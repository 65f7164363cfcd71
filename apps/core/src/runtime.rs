use std::io::Write;
use std::path::PathBuf;

use clap::{Parser, Subcommand};

use crate::config::{self, ConfigError};
use crate::logging::{self, LoggingError};
use crate::model::{MatchType, PortRange, Rule};
use crate::router_service::{RouterService, ServiceError};
use crate::transport;

#[derive(Debug, thiserror::Error)]
pub enum RuntimeError {
    #[error("config error: {0}")]
    Config(#[from] ConfigError),
    #[error("service error: {0}")]
    Service(#[from] ServiceError),
    #[error("logging error: {0}")]
    Logging(#[from] LoggingError),
    #[error("output error: {0}")]
    Io(#[from] std::io::Error),
}

#[derive(Debug, Parser)]
#[command(name = "linkroute")]
#[command(about = "Route URLs to the right browser and profile", long_about = None)]
pub struct Cli {
    /// Config file; defaults to config.toml in the data directory
    #[arg(short, long, global = true)]
    pub config: Option<PathBuf>,

    #[command(subcommand)]
    pub command: Command,
}

#[derive(Debug, Subcommand)]
pub enum Command {
    /// Route a URL and open it in the chosen destination
    Open { url: String },
    /// Show where a URL would go without opening it
    Test { url: String },
    /// Manage routing rules
    #[command(subcommand)]
    Rules(RulesCommand),
    /// Switch routing on or off
    Toggle,
    /// Set the fallback destination; omit the id to clear it
    Fallback { destination_id: Option<String> },
    /// List installed destinations
    Destinations,
    /// Show recently routed URLs
    Recent {
        #[arg(long)]
        clear: bool,
    },
    /// Answer one JSON request and print the JSON response
    Request { json: String },
}

#[derive(Debug, Subcommand)]
pub enum RulesCommand {
    List,
    Add {
        pattern: String,
        destination_id: String,
        #[arg(short = 't', long = "type", value_parser = parse_match_type, default_value = "domain")]
        match_type: MatchType,
        #[arg(short, long)]
        profile: Option<String>,
        /// A port or start-end range, e.g. 8000-8999
        #[arg(long, value_parser = parse_port_range)]
        ports: Option<PortRange>,
        #[arg(long)]
        disabled: bool,
    },
    Remove { id: String },
    /// Move rules so they sit before the rule currently at `to`
    Move {
        #[arg(required = true)]
        ids: Vec<String>,
        #[arg(long)]
        to: usize,
    },
    Enable { id: String },
    Disable { id: String },
}

impl Command {
    /// Commands that change stored state; only these create a missing config file.
    pub fn writes_settings(&self) -> bool {
        match self {
            Self::Rules(RulesCommand::List) => false,
            Self::Rules(_) | Self::Toggle | Self::Fallback { .. } => true,
            Self::Recent { clear } => *clear,
            Self::Open { .. } | Self::Test { .. } | Self::Destinations | Self::Request { .. } => {
                false
            }
        }
    }
}

fn parse_match_type(input: &str) -> Result<MatchType, String> {
    MatchType::parse(input).ok_or_else(|| {
        let known: Vec<&str> = MatchType::ALL.iter().map(|t| t.display_name()).collect();
        format!("unknown match type '{input}'; expected one of {}", known.join(", "))
    })
}

fn parse_port_range(input: &str) -> Result<PortRange, String> {
    PortRange::parse(input).map_err(|error| error.to_string())
}

pub fn run(cli: Cli) -> Result<(), RuntimeError> {
    let config = config::load(cli.config.as_deref())?;
    if cli.command.writes_settings() && !config.config_path.exists() {
        config::save(&config)?;
        eprintln!(
            "[linkroute] wrote default config to {}",
            config.config_path.display()
        );
    }
    match logging::init(&config.log_level) {
        Ok(path) => tracing::debug!(log = %path.display(), "logging initialized"),
        Err(error) => eprintln!("[linkroute] logging disabled: {error}"),
    }

    let mut service = RouterService::new(config)?;
    tracing::info!(
        destinations = service.catalog().destinations().len(),
        rules = service.store().rules().len(),
        "router ready"
    );

    let stdout = std::io::stdout();
    let mut out = stdout.lock();
    execute(&mut service, cli.command, &mut out)
}

pub fn execute(
    service: &mut RouterService,
    command: Command,
    out: &mut dyn Write,
) -> Result<(), RuntimeError> {
    match command {
        Command::Open { url } => {
            let decision = service.handle_url(&url);
            writeln!(out, "{}", decision.explain())?;
        }
        Command::Test { url } => {
            writeln!(out, "{}", service.decide(&url).explain())?;
        }
        Command::Rules(command) => execute_rules(service, command, out)?,
        Command::Toggle => {
            let enabled = service.store_mut().toggle_enabled().map_err(ServiceError::from)?;
            writeln!(out, "routing {}", if enabled { "enabled" } else { "disabled" })?;
        }
        Command::Fallback { destination_id } => {
            service
                .store_mut()
                .set_fallback(destination_id.as_deref())
                .map_err(ServiceError::from)?;
            match service.store().state().fallback_destination_id.as_deref() {
                Some(id) => writeln!(out, "fallback set to {id}")?,
                None => writeln!(out, "fallback cleared")?,
            }
        }
        Command::Destinations => {
            let default_id = service.catalog().default_id();
            for destination in service.catalog().destinations() {
                let marker = if default_id == Some(destination.id.as_str()) {
                    " (default)"
                } else {
                    ""
                };
                writeln!(
                    out,
                    "[{}] {}{marker}  {}",
                    service.catalog().badge_letter(&destination.id),
                    destination.name,
                    destination.id
                )?;
                for profile in &destination.profiles {
                    writeln!(out, "      {}  {}", profile.name, profile.id)?;
                }
            }
        }
        Command::Recent { clear } => {
            if clear {
                service
                    .store_mut()
                    .clear_recent_routes()
                    .map_err(ServiceError::from)?;
                writeln!(out, "recent routes cleared")?;
            } else {
                for route in &service.store().state().recent_routes {
                    writeln!(
                        out,
                        "{}  {} → {}",
                        route.timestamp.format("%Y-%m-%d %H:%M"),
                        route.display_url(),
                        route.destination_name
                    )?;
                }
            }
        }
        Command::Request { json } => {
            writeln!(out, "{}", transport::handle_json(service, &json))?;
        }
    }
    Ok(())
}

fn execute_rules(
    service: &mut RouterService,
    command: RulesCommand,
    out: &mut dyn Write,
) -> Result<(), RuntimeError> {
    match command {
        RulesCommand::List => {
            for rule in service.store().rules() {
                writeln!(out, "{}", describe_rule(rule))?;
            }
        }
        RulesCommand::Add {
            pattern,
            destination_id,
            match_type,
            profile,
            ports,
            disabled,
        } => {
            let mut rule = Rule::new(&pattern, match_type, &destination_id);
            rule.profile_id = profile;
            rule.port_range = ports;
            rule.enabled = !disabled;
            let rule = service.add_rule(rule)?;
            writeln!(out, "added {}", describe_rule(&rule))?;
        }
        RulesCommand::Remove { id } => {
            let removed = service.store_mut().delete(&id).map_err(ServiceError::from)?;
            writeln!(out, "removed {}", describe_rule(&removed))?;
        }
        RulesCommand::Move { ids, to } => {
            service
                .store_mut()
                .move_rules(&ids, to)
                .map_err(ServiceError::from)?;
            for rule in service.store().rules() {
                writeln!(out, "{}", describe_rule(rule))?;
            }
        }
        RulesCommand::Enable { id } => {
            service
                .store_mut()
                .set_rule_enabled(&id, true)
                .map_err(ServiceError::from)?;
            writeln!(out, "enabled {id}")?;
        }
        RulesCommand::Disable { id } => {
            service
                .store_mut()
                .set_rule_enabled(&id, false)
                .map_err(ServiceError::from)?;
            writeln!(out, "disabled {id}")?;
        }
    }
    Ok(())
}

fn describe_rule(rule: &Rule) -> String {
    let mut line = format!(
        "{:>3} {} {:<8} {} → {}",
        rule.priority,
        if rule.enabled { "on " } else { "off" },
        rule.match_type.display_name().to_lowercase(),
        rule.pattern,
        rule.destination_id
    );
    if let Some(profile) = &rule.profile_id {
        line.push_str(&format!(" [{profile}]"));
    }
    if let Some(ports) = &rule.port_range {
        line.push_str(&format!(" :{ports}"));
    }
    line.push_str(&format!("  ({})", rule.id));
    line
}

- - - -

TASK TO COMPLETE
Search the data above and return each line in which "ConfigError" occurs.

WRITTEN SOLUTION
use crate::config::{self, ConfigError};
    Config(#[from] ConfigError),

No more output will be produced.